■ EXERCISE INSTRUCTIONS:
Count the lines below containing "Serialize"; state the number only.

---*---

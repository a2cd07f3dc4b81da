//! Game tuning knobs.
//!
//! Defaults reproduce the classic 400×600 canvas.  A JSON file may override
//! any subset of the fields; names are camelCase (`canvasWidth`, `maxBullets`, ...).

use std::path::Path;

use serde::{Deserialize, Serialize};

use crate::error::ConfigError;

/// Hint shown while the player can shoot.
pub const DEFAULT_HINT: &str = "Press W to shoot, press arrow keys or A/D to move.";
/// Hint shown while the ammo gate is closed.
pub const RELOAD_HINT: &str = "Loading ammo...";
pub const START_PROMPT: &str = "Press Enter to start";
pub const RESTART_PROMPT: &str = "Press W to play again";

#[derive(Debug, Clone, PartialEq, Serialize, Deserialize)]
#[serde(default, rename_all = "camelCase")]
pub struct GameConfig {
    pub canvas_width: f32,
    pub canvas_height: f32,

    // === Player ===
    pub player_width: f32,
    pub player_height: f32,
    /// Pixels per frame.
    pub player_speed: f32,
    /// Distance from the bottom edge to the player's top edge at spawn.
    pub player_bottom_offset: f32,

    // === Obstacles ===
    pub obstacle_width: f32,
    pub obstacle_height: f32,
    /// Fall speed at the start of every run.
    pub obstacle_speed0: f32,
    /// A new obstacle spawns each time the score hits a multiple of this.
    pub spawn_interval: u32,

    // === Bullets ===
    pub bullet_width: f32,
    pub bullet_height: f32,
    pub bullet_speed: f32,
    pub max_bullets: u32,
    pub reload_time_ms: u64,

    // === Scoring ===
    pub hit_score: u32,
    /// Fall speed grows each time the score hits a multiple of this.
    pub difficulty_increase_interval: u32,
    pub difficulty_step: f32,
}

impl Default for GameConfig {
    fn default() -> Self {
        Self {
            canvas_width: 400.0,
            canvas_height: 600.0,
            player_width: 40.0,
            player_height: 40.0,
            player_speed: 5.0,
            player_bottom_offset: 50.0,
            obstacle_width: 40.0,
            obstacle_height: 40.0,
            obstacle_speed0: 2.0,
            spawn_interval: 100,
            bullet_width: 5.0,
            bullet_height: 10.0,
            bullet_speed: 5.0,
            max_bullets: 6,
            reload_time_ms: 2000,
            hit_score: 50,
            difficulty_increase_interval: 1000,
            difficulty_step: 0.5,
        }
    }
}

impl GameConfig {
    /// Read a JSON config file.  The result is validated before it is returned.
    pub fn load(path: &Path) -> Result<Self, ConfigError> {
        let display = path.display().to_string();
        let json = std::fs::read_to_string(path).map_err(|e| ConfigError::Io {
            path: display.clone(),
            message: e.to_string(),
        })?;
        let config: GameConfig = serde_json::from_str(&json).map_err(|e| ConfigError::Parse {
            path: display,
            message: e.to_string(),
        })?;
        config.validated()
    }

    /// Reject settings the simulation cannot run with.
    pub fn validate(&self) -> Result<(), ConfigError> {
        let positive = [
            ("canvasWidth", self.canvas_width),
            ("canvasHeight", self.canvas_height),
            ("playerWidth", self.player_width),
            ("playerHeight", self.player_height),
            ("playerSpeed", self.player_speed),
            ("obstacleWidth", self.obstacle_width),
            ("obstacleHeight", self.obstacle_height),
            ("obstacleSpeed0", self.obstacle_speed0),
            ("bulletWidth", self.bullet_width),
            ("bulletHeight", self.bullet_height),
            ("bulletSpeed", self.bullet_speed),
        ];
        // `!(v > 0.0)` also catches NaN
        if let Some(&(field, value)) = positive.iter().find(|(_, v)| !(*v > 0.0)) {
            return Err(ConfigError::NonPositive { field, value });
        }
        if self.difficulty_step < 0.0 {
            return Err(ConfigError::NonPositive {
                field: "difficultyStep",
                value: self.difficulty_step,
            });
        }

        for (entity, width) in [
            ("player", self.player_width),
            ("obstacle", self.obstacle_width),
            ("bullet", self.bullet_width),
        ] {
            if width > self.canvas_width {
                return Err(ConfigError::EntityTooWide {
                    entity,
                    width,
                    canvas: self.canvas_width,
                });
            }
        }

        if self.max_bullets == 0 {
            return Err(ConfigError::ZeroMaxBullets);
        }
        if self.spawn_interval == 0 {
            return Err(ConfigError::ZeroInterval {
                field: "spawnInterval",
            });
        }
        if self.difficulty_increase_interval == 0 {
            return Err(ConfigError::ZeroInterval {
                field: "difficultyIncreaseInterval",
            });
        }
        Ok(())
    }

    pub fn validated(self) -> Result<Self, ConfigError> {
        self.validate()?;
        Ok(self)
    }

    /// Where the player appears at session start and after a restart.
    pub fn player_spawn(&self) -> (f32, f32) {
        (
            self.canvas_width / 2.0 - self.player_width / 2.0,
            self.canvas_height - self.player_bottom_offset,
        )
    }
}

---*---

■ PROBLEM SOLUTION:
2